(Collected data entries)
*** Block opens ***

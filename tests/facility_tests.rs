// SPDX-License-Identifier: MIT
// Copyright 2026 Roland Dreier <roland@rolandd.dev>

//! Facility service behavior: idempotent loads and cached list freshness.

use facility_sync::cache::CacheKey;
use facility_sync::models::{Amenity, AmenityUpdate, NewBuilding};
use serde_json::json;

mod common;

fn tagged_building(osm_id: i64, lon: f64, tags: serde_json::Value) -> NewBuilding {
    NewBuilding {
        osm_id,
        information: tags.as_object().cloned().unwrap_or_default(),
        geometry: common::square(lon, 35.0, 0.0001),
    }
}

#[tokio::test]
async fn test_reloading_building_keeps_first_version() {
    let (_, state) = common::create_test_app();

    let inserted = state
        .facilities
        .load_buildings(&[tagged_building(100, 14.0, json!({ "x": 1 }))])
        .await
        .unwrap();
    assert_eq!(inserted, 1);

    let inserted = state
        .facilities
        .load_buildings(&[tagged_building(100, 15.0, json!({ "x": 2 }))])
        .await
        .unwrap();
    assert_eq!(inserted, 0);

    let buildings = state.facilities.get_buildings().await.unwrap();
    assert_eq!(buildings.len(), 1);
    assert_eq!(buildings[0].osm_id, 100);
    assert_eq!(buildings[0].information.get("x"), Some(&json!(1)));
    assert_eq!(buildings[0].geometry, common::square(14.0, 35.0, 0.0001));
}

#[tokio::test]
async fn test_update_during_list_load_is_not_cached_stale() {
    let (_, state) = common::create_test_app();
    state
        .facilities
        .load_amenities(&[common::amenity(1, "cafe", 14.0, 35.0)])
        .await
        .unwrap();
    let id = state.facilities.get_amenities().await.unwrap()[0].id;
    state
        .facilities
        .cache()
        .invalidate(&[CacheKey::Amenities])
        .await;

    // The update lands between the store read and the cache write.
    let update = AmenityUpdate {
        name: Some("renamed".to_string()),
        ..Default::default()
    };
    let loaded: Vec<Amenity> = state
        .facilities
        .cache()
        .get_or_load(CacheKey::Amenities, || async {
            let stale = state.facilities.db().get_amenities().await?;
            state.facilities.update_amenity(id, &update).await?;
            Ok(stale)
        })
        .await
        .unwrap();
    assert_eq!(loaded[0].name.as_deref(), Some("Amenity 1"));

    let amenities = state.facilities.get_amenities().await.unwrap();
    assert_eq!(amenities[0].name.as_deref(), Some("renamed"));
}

*** Block closes ***

▶ Aim of the exercise
Your task is to reproduce each entry exactly.

▶ Written solution
filename tests/facility_tests.rs
// SPDX-License-Identifier: MIT
// Copyright 2026 Roland Dreier <roland@rolandd.dev>

//! Facility service behavior: idempotent loads and cached list freshness.

use facility_sync::cache::CacheKey;
use facility_sync::models::{Amenity, AmenityUpdate, NewBuilding};
use serde_json::json;

mod common;

fn tagged_building(osm_id: i64, lon: f64, tags: serde_json::Value) -> NewBuilding {
    NewBuilding {
        osm_id,
        information: tags.as_object().cloned().unwrap_or_default(),
        geometry: common::square(lon, 35.0, 0.0001),
    }
}

#[tokio::test]
async fn test_reloading_building_keeps_first_version() {
    let (_, state) = common::create_test_app();

    let inserted = state
        .facilities
        .load_buildings(&[tagged_building(100, 14.0, json!({ "x": 1 }))])
        .await
        .unwrap();
    assert_eq!(inserted, 1);

    let inserted = state
        .facilities
        .load_buildings(&[tagged_building(100, 15.0, json!({ "x": 2 }))])
        .await
        .unwrap();
    assert_eq!(inserted, 0);

    let buildings = state.facilities.get_buildings().await.unwrap();
    assert_eq!(buildings.len(), 1);
    assert_eq!(buildings[0].osm_id, 100);
    assert_eq!(buildings[0].information.get("x"), Some(&json!(1)));
    assert_eq!(buildings[0].geometry, common::square(14.0, 35.0, 0.0001));
}

#[tokio::test]
async fn test_update_during_list_load_is_not_cached_stale() {
    let (_, state) = common::create_test_app();
    state
        .facilities
        .load_amenities(&[common::amenity(1, "cafe", 14.0, 35.0)])
        .await
        .unwrap();
    let id = state.facilities.get_amenities().await.unwrap()[0].id;
    state
        .facilities
        .cache()
        .invalidate(&[CacheKey::Amenities])
        .await;

    // The update lands between the store read and the cache write.
    let update = AmenityUpdate {
        name: Some("renamed".to_string()),
        ..Default::default()
    };
    let loaded: Vec<Amenity> = state
        .facilities
        .cache()
        .get_or_load(CacheKey::Amenities, || async {
            let stale = state.facilities.db().get_amenities().await?;
            state.facilities.update_amenity(id, &update).await?;
            Ok(stale)
        })
        .await
        .unwrap();
    assert_eq!(loaded[0].name.as_deref(), Some("Amenity 1"));

    let amenities = state.facilities.get_amenities().await.unwrap();
    assert_eq!(amenities[0].name.as_deref(), Some("renamed"));
}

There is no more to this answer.